Seating for this event in Whiteman Hall is now SOLD OUT.  There may be limited additional seating in Whiteman Hall on the night of the event on a first come, first served basis, to be released 5 minutes before the event starts. Additionally, 200 overflow seats and a live feed video system will be set up in the Great Hall adjacent to Whiteman Hall for those without seats in the auditorium. 
 
Readings in Phoenix are presented in collaboration with the Phoenix Art Museum and with support from lead sponsor the Virginia G. Piper Center for Creative Writing, with additional support from the ASU Creative Writing Program, the Literary & Prologue Society, and Superstition Review. 
 
 

Sandra Cisneros is a poet, short story writer, novelist, essayist, and an activist. Writing for over 50 years, her work explores the lives of the working-class. Her numerous awards include NEA fellowships in both poetry and prose, the Texas Medal of the Arts, a MacArthur Fellowship, several honorary degrees, national and international book awards, and most recently Chicago's Fifth Star Award, the PEN Center USA Literary Award and the National Medal of Arts presented to her by President Obama at the White House. Her classic coming-of-age novel, The House on Mango Street has sold over six million copies, has been translated into more than twenty languages, and is required reading in elementary, high school, and university curricula across the U.S. Founder of awards and foundations that serve writers and a dual citizen of the United States and Mexico, Sandra Cisneros earns her living by her pen. 

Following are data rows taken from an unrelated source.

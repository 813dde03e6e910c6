//! Subject-verb agreement, in two variants: one driven by tag adjacency for
//! annotators without a dependency parse, one driven by subject edges.

use super::Transform;
use crate::lexicon::Lexicon;
use crate::types::{Correction, Relation, Tag, Token};

/// Verbs ending in these take "es" in the 3rd person singular.
const ES_STEMS: &[&str] = &["o", "ch", "s", "sh", "x", "z"];

fn takes_es(stem: &str) -> bool {
    ES_STEMS.iter().any(|suffix| stem.ends_with(suffix))
}

/// 3rd-person-singular present form of a base verb.
fn third_singular(base: &str) -> String {
    if takes_es(base) {
        format!("{}es", base)
    } else {
        format!("{}s", base)
    }
}

/// Reverses [`third_singular`]: strips "es" or "s" from a 3rd-person form.
///
/// Both candidate stems are checked against the lemma; naive
/// suffix-stripping would produce wrong stems for words ending in "ses",
/// "xes" and the like. Without a lemma there is nothing to validate
/// against, so no stem is proposed.
fn strip_third_singular(word: &str, lemma: Option<&str>) -> Option<String> {
    let lemma = lemma?;
    let stem = word
        .strip_suffix("es")
        .into_iter()
        .chain(word.strip_suffix('s'))
        .find(|stem| *stem == lemma)?;

    if stem.is_empty() {
        None
    } else {
        Some(stem.to_string())
    }
}

fn is_singular_pronoun(word: &str) -> bool {
    matches!(word.to_lowercase().as_str(), "he" | "she" | "it")
}

/// Auxiliary contraction corrections for 3rd-person-singular subjects,
/// looked up directly instead of going through the general rule.
fn contraction(form: &str) -> Option<&'static str> {
    match form {
        "do" => Some("doesn't"),
        "don't" => Some("doesn't"),
        "doesn't" => Some("do"),
        "have" => Some("hasn't"),
        "hasn't" => Some("have"),
        _ => None,
    }
}

/// Agreement by tag adjacency: each present-tense verb is checked against
/// the tag of the token immediately before it.
#[derive(Debug, Clone, Copy, Default)]
pub struct SubjectVerbAgreement;

impl Transform for SubjectVerbAgreement {
    fn name(&self) -> &'static str {
        "subject-verb-agreement"
    }

    fn corrections(&self, tokens: &[Token], lexicon: &Lexicon) -> Vec<Correction> {
        let mut corrections = Vec::new();

        for (i, token) in tokens.iter().enumerate() {
            let previous = i.checked_sub(1).map(|p| &tokens[p]);

            match &token.tag {
                // singular subject with a non-3rd-person verb
                Tag::PresentVerb
                    if previous.map_or(false, |p| {
                        matches!(p.tag, Tag::SingularNoun | Tag::Pronoun)
                    }) =>
                {
                    corrections.push(Correction::replace_and_retag(
                        i,
                        third_singular(&token.text),
                        Tag::PresentThirdVerb,
                    ));
                }
                // plural subject with a 3rd-person-singular verb
                Tag::PresentThirdVerb
                    if previous.map_or(false, |p| p.tag == Tag::PluralNoun) =>
                {
                    if let Some(stem) = strip_third_singular(&token.text, token.lemma.as_deref())
                    {
                        if stem != token.text {
                            corrections.push(Correction::replace_and_retag(
                                i,
                                stem,
                                Tag::PresentVerb,
                            ));
                        }
                    }
                }
                // a past-tense irregular verb keeps its surface form but is
                // retagged toward the participle
                Tag::PastVerb if lexicon.is_irregular(token.lemma_or_text()) => {
                    corrections.push(Correction::retag(i, Tag::PastParticiple));
                }
                _ => {}
            }
        }

        corrections
    }
}

/// Agreement via the dependency parse: each subject edge is checked against
/// its head verb.
#[derive(Debug, Clone, Copy, Default)]
pub struct DependencyAgreement;

impl Transform for DependencyAgreement {
    fn name(&self) -> &'static str {
        "dependency-agreement"
    }

    fn corrections(&self, tokens: &[Token], _lexicon: &Lexicon) -> Vec<Correction> {
        let mut corrections = Vec::new();

        for subject in tokens {
            let head = match &subject.dependency {
                Some(dep) if dep.relation == Relation::Subject => dep.head,
                _ => continue,
            };
            let verb = match tokens.get(head) {
                Some(verb) => verb,
                None => continue,
            };

            let singular_subject = matches!(
                subject.tag,
                Tag::SingularNoun | Tag::ProperNoun | Tag::Pronoun
            ) && (subject.tag != Tag::Pronoun || is_singular_pronoun(&subject.text));
            let plural_subject = matches!(subject.tag, Tag::PluralNoun | Tag::ProperNounPlural);

            let correct_form =
                if singular_subject && matches!(verb.tag, Tag::BaseVerb | Tag::PresentVerb) {
                    if is_singular_pronoun(&subject.text) && verb.text == "do" {
                        Some("does".to_string())
                    } else {
                        Some(third_singular(verb.lemma_or_text()))
                    }
                } else if plural_subject && verb.tag == Tag::PresentThirdVerb {
                    Some(verb.lemma_or_text().to_string())
                } else if is_singular_pronoun(&subject.text) {
                    contraction(&verb.text).map(str::to_string)
                } else {
                    None
                };

            if let Some(form) = correct_form {
                if form != verb.text {
                    corrections.push(Correction::replace(head, form));
                }
            }
        }

        corrections
    }
}

#[cfg(test)]
mod tests {
    use super::*;
    use crate::annotate::{Annotate, HeuristicAnnotator};

    fn corrections_for(transform: &dyn Fn(&[Token]) -> Vec<Correction>, text: &str) -> Vec<Correction> {
        let tokens = HeuristicAnnotator::new().annotate(text).unwrap();
        transform(&tokens)
    }

    fn adjacency(text: &str) -> Vec<Correction> {
        corrections_for(
            &|tokens| SubjectVerbAgreement.corrections(tokens, Lexicon::shared()),
            text,
        )
    }

    fn dependency(text: &str) -> Vec<Correction> {
        corrections_for(
            &|tokens| DependencyAgreement.corrections(tokens, Lexicon::shared()),
            text,
        )
    }

    #[test]
    fn third_singular_suffix_selection() {
        assert_eq!(third_singular("go"), "goes");
        assert_eq!(third_singular("watch"), "watches");
        assert_eq!(third_singular("fix"), "fixes");
        assert_eq!(third_singular("walk"), "walks");
    }

    #[test]
    fn stripping_prefers_the_lemma() {
        assert_eq!(strip_third_singular("goes", Some("go")), Some("go".into()));
        assert_eq!(
            strip_third_singular("chases", Some("chase")),
            Some("chase".into())
        );
        // no lemma to validate against: no stem rather than a guess
        assert_eq!(strip_third_singular("watches", None), None);
        assert_eq!(strip_third_singular("chases", None), None);
        // mismatching lemma: no correction rather than a wrong stem
        assert_eq!(strip_third_singular("lenses", Some("lens")), Some("lens".into()));
        assert_eq!(strip_third_singular("bus", Some("bus")), None);
    }

    #[test]
    fn singular_noun_with_plural_verb() {
        let corrections = adjacency("the man go to school");
        assert_eq!(corrections.len(), 1);
        assert_eq!(corrections[0].replacement.as_deref(), Some("goes"));
        assert_eq!(corrections[0].retag, Some(Tag::PresentThirdVerb));
    }

    #[test]
    fn plural_noun_with_singular_verb() {
        let corrections = adjacency("the cats chases the mouse");
        assert_eq!(corrections.len(), 1);
        assert_eq!(corrections[0].replacement.as_deref(), Some("chase"));
        assert_eq!(corrections[0].retag, Some(Tag::PresentVerb));
    }

    #[test]
    fn lemma_less_singular_verb_is_left_alone() {
        // an annotator that tags but does not lemmatize must not trigger a
        // guessed stem like "chas"
        let tokens = vec![
            Token::new("the", Tag::Determiner, (0, 3)),
            Token::new("cats", Tag::PluralNoun, (4, 8)),
            Token::new("chases", Tag::PresentThirdVerb, (9, 15)),
        ];
        assert!(SubjectVerbAgreement
            .corrections(&tokens, Lexicon::shared())
            .is_empty());
    }

    #[test]
    fn agreeing_sentence_is_left_alone() {
        assert!(adjacency("the cats chase the mouse").is_empty());
        assert!(adjacency("the man goes to school").is_empty());
    }

    #[test]
    fn irregular_past_is_retagged_only() {
        let corrections = adjacency("the man went home");
        assert_eq!(corrections.len(), 1);
        assert_eq!(corrections[0].replacement, None);
        assert_eq!(corrections[0].retag, Some(Tag::PastParticiple));
    }

    #[test]
    fn dependency_variant_corrects_pronoun_subject() {
        let corrections = dependency("he go to school");
        assert_eq!(corrections.len(), 1);
        assert_eq!(corrections[0].replacement.as_deref(), Some("goes"));
    }

    #[test]
    fn dependency_variant_special_cases_do() {
        let corrections = dependency("she do the work");
        assert_eq!(corrections[0].replacement.as_deref(), Some("does"));
    }

    #[test]
    fn dependency_variant_reduces_to_lemma_for_plural_subject() {
        let corrections = dependency("the dogs barks in a park");
        assert_eq!(corrections.len(), 1);
        assert_eq!(corrections[0].replacement.as_deref(), Some("bark"));
    }

    #[test]
    fn contraction_is_a_direct_lookup() {
        let corrections = dependency("he don't care");
        assert_eq!(corrections.len(), 1);
        assert_eq!(corrections[0].replacement.as_deref(), Some("doesn't"));
    }

    #[test]
    fn plural_pronoun_subject_is_not_singularized() {
        assert!(dependency("they go to school").is_empty());
    }
}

Former U.S. poet laureate Rita Dove was born in Akron, Ohio in 1952. A 1970 Presidential Scholar as one of the one hundred top high school graduates in the nation that year, she received her MFA in 1977 from the University of Iowa's Writers Workshop, where she was the only African American student at the time. From 1981 to 1989 she taught creative writing at Arizona State University - the final two years as the first and only African-American full professor in ASU's English Department. 
 
In 1989 Rita Dove joined the University of Virginia, where she continues to hold the chair of Commonwealth Professor of English. The recipient of the 1987 Pulitzer Prize in poetry for Thomas and Beulah, a book she wrote while teaching at ASU, she has numerous other literary works to her credit, among them Sonata Mulattica (2009), a poetic treatise on the life of 19th century violinist George Bridgetower, as well as sole editorship of The Penguin Anthology of Twentieth-Century American Poetry (2011). Her drama The Darker Face of the Earth premiered at the Oregon Shakespeare Festival in 1996, followed by productions at the Kennedy Center in Washington, D.C., the Royal National Theatre in London and many other venues. The Boston Symphony debuted her song cycle "Seven for Luck," with music by John Williams, under the composer's baton in 1998.
 
Rita Dove's most recent book, Collected Poems 1974-2004, received the 2017 NAACP Image Award and was a finalist for the 2016 National Book Award. Among her many other honors are the 2011 National Medal of Arts from President Obama, the 1996 National Humanities Medal from President Clinton (making her the only poet with both national medals) and 25 honorary degrees, including an honorary Doctor of Letters from Arizona State University in 1995.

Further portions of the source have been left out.